Creedence Clearwater Revival was Forgety’s band. CCR was a blue-collar, Bay-area band anchored by Fogerty and his brother Tom. They paid their dues touring for nine years in various incarnations of the band that became Creedence before “Proud Mary” hit paydirt for them in January 1969. (“Proud Mary” was backed with “Born on the Bayou,” another great rootsy song sounding like it had been retrieved from an archive somewhere in the Louisiana swampland.)

So much for the lyrics of “Proud Mary,” but what about the music? Here Myers struck gold. Fogerty told Myers:

Back in the fall of 1967—before the release of our first Credence album—I bought a small notebook and began keeping a list of song-title ideas. My first entry was “Proud Mary.” I didn’t really know what those two words meant but I liked how they sounded together.

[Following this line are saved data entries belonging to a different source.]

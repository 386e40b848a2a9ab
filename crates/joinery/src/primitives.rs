//! Stock parts: cube, block, cylinder and sphere.
//!
//! Each part is defined by a [`ParamTable`] and exposes face mates whose
//! z-axis points out of (or, for bottoms, up through) the face.

use std::sync::LazyLock;

use joinery_ir::Shape;
use joinery_math::CoordSystem;
use joinery_params::{ParamTable, Parameter, ParametricObject, Params};

use crate::component::Part;
use crate::kernel::{Bounds, BoundsKernel, FaceSelector, GeometryKernel};
use crate::registry::{ComponentClass, Registry};
use crate::Result;

/// Criteria shared by every stock primitive.
pub const PRIMITIVE_CRITERIA: [(&str, &str); 2] = [("lib", "basic"), ("type", "primitive")];

/// Register the stock primitives under [`PRIMITIVE_CRITERIA`] plus a
/// `shape` criterion.
pub fn register_primitives(registry: &mut Registry) {
    let common = PRIMITIVE_CRITERIA.map(|(k, v)| (k.to_string(), serde_json::Value::from(v)));
    for (class, shape) in [
        (ComponentClass::part::<Cube>(), "cube"),
        (ComponentClass::part::<Block>(), "box"),
        (ComponentClass::part::<Cylinder>(), "cylinder"),
        (ComponentClass::part::<Sphere>(), "sphere"),
    ] {
        registry.register_with_common(
            class,
            common.clone(),
            [("shape".to_string(), serde_json::Value::from(shape))],
        );
    }
}

/// Side mate on a face of `bounds`.
fn face_mate(bounds: &Bounds, face: FaceSelector) -> Result<CoordSystem> {
    let plane = BoundsKernel.face_plane(bounds, face)?;
    Ok(CoordSystem::from_plane(&plane)?)
}

fn side_face(name: &str) -> Option<FaceSelector> {
    match name {
        "pos_x" => Some(FaceSelector::PosX),
        "neg_x" => Some(FaceSelector::NegX),
        "pos_y" => Some(FaceSelector::PosY),
        "neg_y" => Some(FaceSelector::NegY),
        _ => None,
    }
}

// =============================================================================
// Cube
// =============================================================================

static CUBE: LazyLock<ParamTable> = LazyLock::new(|| {
    ParamTable::builder("Cube")
        .param(Parameter::positive_float("size", 1.0).doc("length of all sides"))
        .build()
});

/// Cube centered on the origin.
///
/// Mates: `top`, `bottom` (both z-up), `pos_x`, `neg_x`, `pos_y`, `neg_y`
/// (z along the face normal, x along +Z).
#[derive(Debug, Clone)]
pub struct Cube(Params);

impl Cube {
    fn size(&self) -> Result<f64> {
        Ok(self.0.float("size")?)
    }
}

impl ParametricObject for Cube {
    fn param_table() -> &'static ParamTable {
        &CUBE
    }

    fn from_params(params: Params) -> Self {
        Cube(params)
    }

    fn params(&self) -> &Params {
        &self.0
    }
}

impl Part for Cube {
    fn make(&self) -> Result<Shape> {
        let s = self.size()?;
        Ok(Shape::cuboid(s, s, s))
    }

    fn mate(&self, name: &str) -> Result<Option<CoordSystem>> {
        let s = self.size()?;
        Ok(match name {
            "top" => Some(CoordSystem::at(0.0, 0.0, s / 2.0)),
            "bottom" => Some(CoordSystem::at(0.0, 0.0, -s / 2.0)),
            _ => match side_face(name) {
                Some(face) => Some(face_mate(&Bounds::centered(s, s, s), face)?),
                None => None,
            },
        })
    }
}

// =============================================================================
// Block
// =============================================================================

static BLOCK: LazyLock<ParamTable> = LazyLock::new(|| {
    ParamTable::builder("Block")
        .param(Parameter::positive_float("length", 1.0).doc("dimension along x"))
        .param(Parameter::positive_float("width", 1.0).doc("dimension along y"))
        .param(Parameter::positive_float("height", 1.0).doc("dimension along z"))
        .build()
});

/// Rectangular block with its base on the XY plane.
///
/// Mates: `top` at full height, `bottom` at the origin, and side mates at
/// half height.
#[derive(Debug, Clone)]
pub struct Block(Params);

impl Block {
    fn dims(&self) -> Result<(f64, f64, f64)> {
        Ok((
            self.0.float("length")?,
            self.0.float("width")?,
            self.0.float("height")?,
        ))
    }
}

impl ParametricObject for Block {
    fn param_table() -> &'static ParamTable {
        &BLOCK
    }

    fn from_params(params: Params) -> Self {
        Block(params)
    }

    fn params(&self) -> &Params {
        &self.0
    }
}

impl Part for Block {
    fn make(&self) -> Result<Shape> {
        let (l, w, h) = self.dims()?;
        Ok(Shape::cuboid(l, w, h).transformed(&CoordSystem::at(0.0, 0.0, h / 2.0)))
    }

    fn mate(&self, name: &str) -> Result<Option<CoordSystem>> {
        let (_, _, h) = self.dims()?;
        Ok(match name {
            "top" => Some(CoordSystem::at(0.0, 0.0, h)),
            "bottom" => Some(CoordSystem::identity()),
            _ => match side_face(name) {
                Some(face) => {
                    let bounds = BoundsKernel.evaluate(&self.make()?)?;
                    Some(face_mate(&bounds, face)?)
                }
                None => None,
            },
        })
    }
}

// =============================================================================
// Cylinder
// =============================================================================

static CYLINDER: LazyLock<ParamTable> = LazyLock::new(|| {
    ParamTable::builder("Cylinder")
        .param(Parameter::positive_float("radius", 1.0).doc("cylinder radius"))
        .param(Parameter::positive_float("length", 1.0).doc("cylinder length"))
        .build()
});

/// Cylinder along +Z with its base on the XY plane.
///
/// Mates: `bottom` at the origin, `top` at full length.
#[derive(Debug, Clone)]
pub struct Cylinder(Params);

impl ParametricObject for Cylinder {
    fn param_table() -> &'static ParamTable {
        &CYLINDER
    }

    fn from_params(params: Params) -> Self {
        Cylinder(params)
    }

    fn params(&self) -> &Params {
        &self.0
    }
}

impl Part for Cylinder {
    fn make(&self) -> Result<Shape> {
        let r = self.0.float("radius")?;
        let l = self.0.float("length")?;
        Ok(Shape::cylinder(r, l).transformed(&CoordSystem::at(0.0, 0.0, l / 2.0)))
    }

    fn mate(&self, name: &str) -> Result<Option<CoordSystem>> {
        Ok(match name {
            "bottom" => Some(CoordSystem::identity()),
            "top" => Some(CoordSystem::at(0.0, 0.0, self.0.float("length")?)),
            _ => None,
        })
    }
}

// =============================================================================
// Sphere
// =============================================================================

static SPHERE: LazyLock<ParamTable> = LazyLock::new(|| {
    ParamTable::builder("Sphere")
        .param(Parameter::positive_float("radius", 1.0).doc("sphere radius"))
        .build()
});

/// Sphere resting on the XY plane.
#[derive(Debug, Clone)]
pub struct Sphere(Params);

impl ParametricObject for Sphere {
    fn param_table() -> &'static ParamTable {
        &SPHERE
    }

    fn from_params(params: Params) -> Self {
        Sphere(params)
    }

    fn params(&self) -> &Params {
        &self.0
    }
}

impl Part for Sphere {
    fn make(&self) -> Result<Shape> {
        let r = self.0.float("radius")?;
        Ok(Shape::sphere(r).transformed(&CoordSystem::at(0.0, 0.0, r)))
    }

    fn make_simplified(&self) -> Result<Shape> {
        let r = self.0.float("radius")?;
        let d = 2.0 * r;
        Ok(Shape::cuboid(d, d, d).transformed(&CoordSystem::at(0.0, 0.0, r)))
    }
}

At the time, I was living in an apartment in Albany, Calif., near San Francisco, with my wife at the time and our newborn son. I was still in the Army Reserve and was concerned about being sent to Vietnam. One day in the early summer of ’68, I saw an oversize envelope on the steps of our apartment building. It was my honorable discharge. In the blink of an eye, I was a civilian again. I did a handstand and flipped a few times on the small lawn out front.

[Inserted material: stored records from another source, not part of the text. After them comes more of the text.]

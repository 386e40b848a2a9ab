//! Named attachment frames.

use std::ops::Add;

use joinery_math::CoordSystem;

use crate::component::ComponentId;

/// A named frame in its owner's local coordinates.
///
/// Mates are plain values: the owner is an id resolved through the owning
/// assembly's component table when constraints are solved.
#[derive(Debug, Clone, PartialEq)]
pub struct Mate {
    owner: ComponentId,
    name: String,
    local: CoordSystem,
}

impl Mate {
    /// Create a mate owned by `owner`.
    pub fn new(owner: ComponentId, name: impl Into<String>, local: CoordSystem) -> Self {
        Self {
            owner,
            name: name.into(),
            local,
        }
    }

    /// Component the mate belongs to.
    pub fn owner(&self) -> ComponentId {
        self.owner
    }

    /// Mate name.
    pub fn name(&self) -> &str {
        &self.name
    }

    /// Frame in the owner's local coordinates.
    pub fn local(&self) -> &CoordSystem {
        &self.local
    }

    /// The same mate moved by `offset`, expressed in the mate's own frame.
    pub fn offset(&self, offset: &CoordSystem) -> Mate {
        Mate {
            owner: self.owner,
            name: self.name.clone(),
            local: self.local + *offset,
        }
    }

    /// World frame of the mate, given its owner's world frame.
    pub fn world(&self, owner_world: &CoordSystem) -> CoordSystem {
        owner_world + &self.local
    }
}

impl Add<CoordSystem> for Mate {
    type Output = Mate;

    fn add(self, rhs: CoordSystem) -> Mate {
        Mate {
            local: self.local + rhs,
            ..self
        }
    }
}

impl Add<&CoordSystem> for &Mate {
    type Output = Mate;

    fn add(self, rhs: &CoordSystem) -> Mate {
        self.offset(rhs)
    }
}

#[cfg(test)]
mod tests {
    use super::*;
    use crate::component::alloc_component_id;

    #[test]
    fn offset_applies_in_mate_frame() {
        let owner = alloc_component_id();
        let m = Mate::new(
            owner,
            "side",
            CoordSystem::at(1.0, 0.0, 0.0).rotated_euler(0.0, 0.0, 90.0),
        );
        let shifted = m.clone() + CoordSystem::at(2.0, 0.0, 0.0);
        assert_eq!(shifted.owner(), owner);
        assert_eq!(shifted.name(), "side");
        // local x of the mate points along +Y of its owner
        assert_eq!(*shifted.local(), CoordSystem::at(1.0, 2.0, 0.0).rotated_euler(0.0, 0.0, 90.0));
        assert_eq!(&m + &CoordSystem::at(2.0, 0.0, 0.0), shifted);
    }

    #[test]
    fn world_composes_owner_frame() {
        let m = Mate::new(alloc_component_id(), "top", CoordSystem::at(0.0, 0.0, 5.0));
        let world = m.world(&CoordSystem::at(10.0, 0.0, 0.0));
        assert_eq!(world, CoordSystem::at(10.0, 0.0, 5.0));
    }
}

Then I went inside, picked up my Rickenbacker guitar and began playing a song intro I had been working on. The chord riff was based on the opening to Beethoven’s “Fifth Symphony,” which I had first heard on TV growing up. I didn’t like how Beethoven had composed it. I preferred hitting the first chord hard for emphasis, not the fourth.

When I added rhythm to the chords, the song had the motion of a boat. I had always loved Mark Twain’s writing and the music of Stephen Foster, so I wrote lyrics about a riverboat. The line “rollin’ on the river” was influenced by a movie I once saw about two riverboats racing. I finished most of it in two hours. Then I opened my notebook for a song title. There was “Proud Mary.”

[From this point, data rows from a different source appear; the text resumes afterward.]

impl AlterContext<'_> {
    /// Path of the assembly being altered.
    pub fn path(&self) -> &ComponentPath {
        self.path
    }

    /// World frame of the assembly.
    pub fn origin(&self) -> &CoordSystem {
        &self.origin
    }

    /// A child.
    pub fn component(&self, name: &str) -> Result<&Component> {
        self.children.get(name).ok_or_else(|| Error::ComponentNotFound {
            path: self.path.child(name).to_string(),
        })
    }

    /// A child, mutably.
    pub fn component_mut(&mut self, name: &str) -> Result<&mut Component> {
        let path = self.path;
        self.children
            .get_mut(name)
            .ok_or_else(|| Error::ComponentNotFound {
                path: path.child(name).to_string(),
            })
    }

    /// World frame of a placed child.
    pub fn world(&self, name: &str) -> Result<CoordSystem> {
        self.component(name)?
            .world
            .ok_or_else(|| Error::NotBuilt {
                path: self.path.child(name).to_string(),
            })
    }

    /// Subtract `tool`'s cutter from the part `target`.
    ///
    /// The tool contributes [`Part::make_cutter`](crate::Part::make_cutter)
    /// when it has one, otherwise its local shape. The cutter is moved into
    /// the target's local frame before the cut.
    pub fn cut(&mut self, target: &str, tool: &str) -> Result<()> {
        let tool_component = self.component(tool)?;
        let cutter = match tool_component.as_part() {
            Some(part) => match part.make_cutter()? {
                Some(cutter) => cutter,
                None => tool_component.local_shape()?,
            },
            None => tool_component.local_shape()?,
        };
        let relative = self.world(tool)?.relative_to(&self.world(target)?);
        let moved = cutter.transformed(&relative);

        let path = self.path.child(target).to_string();
        let part = self.component_mut(target)?;
        if !part.is_part() {
            return Err(Error::NotAPart { path });
        }
        let shape: Shape = part.local_shape()?.cut(moved);
        part.set_shape(shape)?;
        trace!(part = %path, tool, "cut applied");
        Ok(())
    }
}

// =============================================================================
// Driver
// =============================================================================

fn enter(
    phase: &mut BuildPhase,
    next: BuildPhase,
    path: &ComponentPath,
    round: usize,
    report: &mut BuildReport,
) {
    debug_assert!(phase.can_advance_to(next), "{phase:?} -> {next:?}");
    *phase = next;
    debug!(assembly = %path, round, phase = ?next, "entering phase");
    report.events.push(PhaseEvent {
        assembly: path.clone(),
        round,
        phase: next,
    });
}

fn validate_name(name: &str, path: &ComponentPath) -> Result<()> {
    if name.is_empty() || name.contains('.') {
        return Err(Error::InvalidComponentName {
            assembly: path.to_string(),
            name: name.to_string(),
        });
    }
    Ok(())
}

/// Build `component`, which must already have a world frame.
///
/// A finished assembly is rebuilt from scratch; a failed one is refused.
#[instrument(level = "debug", skip_all, fields(assembly = %path))]
pub(crate) fn build_assembly(
    component: &mut Component,
    path: &ComponentPath,
    config: &BuildConfig,
    report: &mut BuildReport,
) -> Result<()> {
    let id = component.id();
    let origin = component.world.ok_or_else(|| Error::NotBuilt {
        path: path.to_string(),
    })?;
    let ComponentKind::Assembly(node) = &mut component.kind else {
        return Ok(());
    };
    match node.phase {
        BuildPhase::Failed => {
            return Err(Error::PartialBuild {
                path: path.to_string(),
            })
        }
        BuildPhase::Pending => {}
        _ => {
            node.children.clear();
            node.constraints.clear();
            node.phase = BuildPhase::Pending;
        }
    }

    let crate::component::AssemblyNode {
        def,
        children,
        constraints,
        phase,
    } = node;

    let mut round = 0;
    let result = (|| -> Result<()> {
        for Round {
            components: make_components,
            constraints: make_constraints,
            alterations,
        } in def.rounds()
        {
            round += 1;
            if round > config.max_rounds {
                return Err(Error::TooManyRounds {
                    path: path.to_string(),
                    limit: config.max_rounds,
                });
            }

            // Components
            enter(phase, BuildPhase::Components, path, round, report);
            let ctx = BuildContext {
                assembly: id,
                path,
                origin,
                children: &*children,
            };
            let created = make_components(&ctx)?;
            let mut introduced = Vec::with_capacity(created.len());
            for (name, child) in created {
                validate_name(&name, path)?;
                if children.contains_key(&name) {
                    return Err(Error::DuplicateComponentName {
                        assembly: path.to_string(),
                        name,
                    });
                }
                // children are placed by constraints only
                if child.world.is_some() {
                    return Err(Error::DuplicatePlacement {
                        path: path.child(&name).to_string(),
                    });
                }
                children.insert(name.clone(), child);
                introduced.push(name);
            }

            // Constraints
            enter(phase, BuildPhase::Constraints, path, round, report);
            let ctx = BuildContext {
                assembly: id,
                path,
                origin,
                children: &*children,
            };
            let new_constraints = make_constraints(&ctx)?;

            // Solve
            let placements =
                solver::solve(&new_constraints, children, &introduced, id, &origin, path)?;
            for placement in placements {
                trace!(component = %path.child(&placement.name), world = %placement.world, "placed");
                if let Some(child) = children.get_mut(&placement.name) {
                    child.world = Some(placement.world);
                }
            }
            constraints.extend(new_constraints);
            enter(phase, BuildPhase::Solved, path, round, report);

            if config.recursive {
                for name in &introduced {
                    if let Some(child) = children.get_mut(name) {
                        if child.is_assembly() {
                            build_assembly(child, &path.child(name), config, report)?;
                        }
                    }
                }
            }

            // Alterations
            if let Some(alter) = alterations {
                let mut ctx = AlterContext {
                    path,
                    origin,
                    children: &mut *children,
                };
                alter(&mut ctx)?;
            }
            enter(phase, BuildPhase::Altered, path, round, report);
        }
        Ok(())
    })();

    match result {
        Ok(()) => {
            enter(phase, BuildPhase::Done, path, round, report);
            info!(assembly = %path, rounds = round, components = children.len(), "assembly built");
            Ok(())
        }
        Err(e) => {
            *phase = BuildPhase::Failed;
            Err(e)
        }
    }
}

#[cfg(test)]
mod tests {
    use super::*;

    #[test]
    fn phase_transitions() {
        use BuildPhase::*;
        assert!(Pending.can_advance_to(Components));
        assert!(Altered.can_advance_to(Components));
        assert!(Altered.can_advance_to(Done));
        assert!(Pending.can_advance_to(Done));
        assert!(Constraints.can_advance_to(Failed));
        assert!(!Components.can_advance_to(Solved));
        assert!(!Solved.can_advance_to(Components));
        assert!(!Done.can_advance_to(Failed));
    }

    #[test]
    fn path_display() {
        let root = ComponentPath::root();
        assert_eq!(root.to_string(), "(root)");
        assert!(root.is_root());
        let p = root.child("motor").child("shaft");
        assert_eq!(p.to_string(), "motor.shaft");
        assert_eq!(p.segments().len(), 2);
    }

    #[test]
    fn report_filters_by_assembly() {
        let root = ComponentPath::root();
        let child = root.child("sub");
        let report = BuildReport {
            events: vec![
                PhaseEvent { assembly: root.clone(), round: 1, phase: BuildPhase::Components },
                PhaseEvent { assembly: child.clone(), round: 1, phase: BuildPhase::Components },
                PhaseEvent { assembly: root.clone(), round: 1, phase: BuildPhase::Done },
            ],
        };
        assert_eq!(report.phases_of(&root), [BuildPhase::Components, BuildPhase::Done]);
        assert_eq!(report.rounds_of(&child), 1);
    }
}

“Proud Mary” opened the door for the remarkable string of beautifully crafted hit singles Creedence then reeled off, all written by Fogerty: “Bad Moon Rising” b/w “Lodi,” “Green River” b/w “Commotion,” “Down on the Corner” b/w “Fortunate Son,” “Travelin’ Band” b/w “Who’ll Stop the Rain,” “Up Around the Bend” b/w “Run Through the Jungle,” “Lookin’ Out My Back Door” b/w “Long As I Can See the Light,” “Have You Ever Seen the Rain” b/w “Hey Tonight,” and “Sweet Hitchhiker.” At the end of the road, appropriately enough, was “Someday Never Comes.” Somebody forgot to tell these guys you weren’t supposed to put hits on both sides of a single, but Fogerty simply wasn’t writing disposable songs.

The striking thing about this string of hits is the spirit that infuses them. The songs are filled with metaphorical expressions of foreboding and populist, chip-on-the shoulder bitterness punctuated by the occasional idyll, but with hardly a girl in sight. That’s a tough act to pull off in pop music; I can’t think of a body of work quite like it. I identify with Fogerty’s foreboding, his resentments, his daydreams — foremost among them “Proud Mary.” Thanks to Myers for giving us a chance to hear the song afresh.

PAUL ADDS: I don’t entirely disagree with John’s assessment of the Ike and Tina Turner version of Proud Mary. But there’s just one thing. You see, they never, ever did nothing nice and easy. They always did it nice and rough.